No Registration: Immediate access is available without creating accounts for one book every day.
Safe and Secure: Clean downloads without malware or viruses
Multiple Formats: PDF, MOBI, Mpub,... optimized for all devices
Educational Resource: Supporting knowledge sharing and learning

Frequently Asked Questions

Is it really free to download Predicting Nearly As Well As the Optimal Twice Differentiable Regressor PDF?

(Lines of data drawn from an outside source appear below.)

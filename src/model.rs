//! # The loaded program
//!
//! The validated, densely indexed result of a load: name arrays parallel to the dense ids, the
//! rim vectors, and the sparse kernel with its column-start index.
use std::str::FromStr;

use crate::diag::Warning;
use crate::error::Parse;

/// Row id terminating the kernel.
///
/// The final kernel entry is always `(KERNEL_SENTINEL_ROW, 0.0)`, and the last column-start entry
/// points at it. Every column's span is then `kernel[column_starts[c]..column_starts[c + 1]]`
/// without a special case for the last column.
pub const KERNEL_SENTINEL_ROW: i64 = -1;

/// Relational role of a row.
#[derive(Copy, Clone, Debug, Eq, PartialEq)]
pub enum RowKind {
    /// A free row holding objective coefficients (`N`).
    Objective,
    /// A less-than-or-equal constraint (`L`).
    Less,
    /// A greater-than-or-equal constraint (`G`).
    Greater,
    /// An equality constraint (`E`).
    Equal,
}

impl FromStr for RowKind {
    type Err = Parse;

    /// Try to read a `RowKind` from the type field of a `ROWS` line.
    ///
    /// # Errors
    ///
    /// Any token other than `N`, `L`, `G` or `E` fails to parse.
    fn from_str(word: &str) -> Result<RowKind, Self::Err> {
        match word {
            "N" => Ok(RowKind::Objective),
            "L" => Ok(RowKind::Less),
            "G" => Ok(RowKind::Greater),
            "E" => Ok(RowKind::Equal),
            _ => Err(Parse::new(format!("Row type \"{}\" unknown.", word))),
        }
    }
}

impl RowKind {
    /// The relational code as it appears in the file.
    pub fn code(self) -> char {
        match self {
            RowKind::Objective => 'N',
            RowKind::Less => 'L',
            RowKind::Greater => 'G',
            RowKind::Equal => 'E',
        }
    }
}

/// A loaded and validated MPS program.
///
/// Row and column ids are dense integers assigned in first-seen order; all vectors here are
/// indexed by them. Only complete, internally consistent instances exist: any failure during
/// loading unwinds before one is built.
#[derive(Debug, PartialEq)]
pub struct Mps {
    pub(crate) name: String,
    pub(crate) row_names: Vec<String>,
    pub(crate) row_kinds: Vec<RowKind>,
    pub(crate) column_names: Vec<String>,
    pub(crate) rhs_name: String,
    pub(crate) range_name: String,
    pub(crate) bound_name: String,
    pub(crate) rhs: Vec<f64>,
    pub(crate) ranges: Vec<f64>,
    pub(crate) lower_bounds: Vec<f64>,
    pub(crate) upper_bounds: Vec<f64>,
    pub(crate) kernel: Vec<(i64, f64)>,
    pub(crate) column_starts: Vec<usize>,
    pub(crate) zero_count: usize,
    pub(crate) warnings: Vec<Warning>,
}

impl Mps {
    /// Name of the program, empty if the file didn't provide one.
    pub fn name(&self) -> &str {
        &self.name
    }

    /// Number of rows, the objective row included.
    pub fn row_count(&self) -> usize {
        self.row_names.len()
    }

    /// Number of columns.
    pub fn column_count(&self) -> usize {
        self.column_names.len()
    }

    /// Number of nonzero coefficients stored in the kernel.
    pub fn element_count(&self) -> usize {
        self.kernel.len() - 1
    }

    /// Number of coefficients that parsed to zero and were dropped.
    pub fn zero_element_count(&self) -> usize {
        self.zero_count
    }

    /// Row names, in declaration order, parallel to the dense row ids.
    pub fn row_names(&self) -> &[String] {
        &self.row_names
    }

    /// Relational code per row, parallel to `row_names`.
    pub fn row_kinds(&self) -> &[RowKind] {
        &self.row_kinds
    }

    /// Column names, in first-seen order, parallel to the dense column ids.
    pub fn column_names(&self) -> &[String] {
        &self.column_names
    }

    /// Name of the right-hand side set, empty if the section held no data.
    pub fn rhs_name(&self) -> &str {
        &self.rhs_name
    }

    /// Name of the ranges set, empty if the section was absent or held no data.
    pub fn range_name(&self) -> &str {
        &self.range_name
    }

    /// Name of the bounds set, empty if the section was absent or held no data.
    pub fn bound_name(&self) -> &str {
        &self.bound_name
    }

    /// Right-hand side per row. Defaults to zero.
    pub fn rhs(&self) -> &[f64] {
        &self.rhs
    }

    /// Range value per row. Defaults to zero.
    pub fn ranges(&self) -> &[f64] {
        &self.ranges
    }

    /// Lower bound per column. Defaults to zero.
    pub fn lower_bounds(&self) -> &[f64] {
        &self.lower_bounds
    }

    /// Upper bound per column. Defaults to positive infinity.
    pub fn upper_bounds(&self) -> &[f64] {
        &self.upper_bounds
    }

    /// The flat column-major coefficient storage, terminated by the sentinel pair.
    ///
    /// Within each column the row ids strictly increase.
    pub fn kernel(&self) -> &[(i64, f64)] {
        &self.kernel
    }

    /// Start offset of every column's kernel span, with one trailing entry for the sentinel.
    ///
    /// Has length `column_count() + 1`.
    pub fn column_starts(&self) -> &[usize] {
        &self.column_starts
    }

    /// The `(row id, value)` coefficients of one column, sorted ascending by row id.
    pub fn column(&self, column: usize) -> &[(i64, f64)] {
        &self.kernel[self.column_starts[column]..self.column_starts[column + 1]]
    }

    /// Non-fatal observations made during the load, in the order they occurred.
    pub fn warnings(&self) -> &[Warning] {
        &self.warnings
    }
}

Yes, on https://PDFdrive.to you can download Predicting Nearly As Well As the Optimal Twice Differentiable Regressor by N. Denizcan Vanli completely free. We don't require any payment, subscription, or registration to access this PDF file. For 3 books every day.

How can I read Predicting Nearly As Well As the Optimal Twice Differentiable Regressor on my mobile device?

After downloading Predicting Nearly As Well As the Optimal Twice Differentiable Regressor PDF, you can open it with any PDF reader app on your phone or tablet. We recommend using Adobe Acrobat Reader, Apple Books, or Google Play Books for the best reading experience.

Is this the full version of Predicting Nearly As Well As the Optimal Twice Differentiable Regressor?

Yes, this is the complete PDF version of Predicting Nearly As Well As the Optimal Twice Differentiable Regressor by N. Denizcan Vanli. You will be able to read the entire content as in the printed version without missing any pages.

Is it legal to download Predicting Nearly As Well As the Optimal Twice Differentiable Regressor PDF for free?

https://PDFdrive.to provides links to free educational resources available online. We do not store any files on our servers. Please be aware of copyright laws in your country before downloading.

The materials shared are intended for research, educational, and personal use in accordance with fair use principles.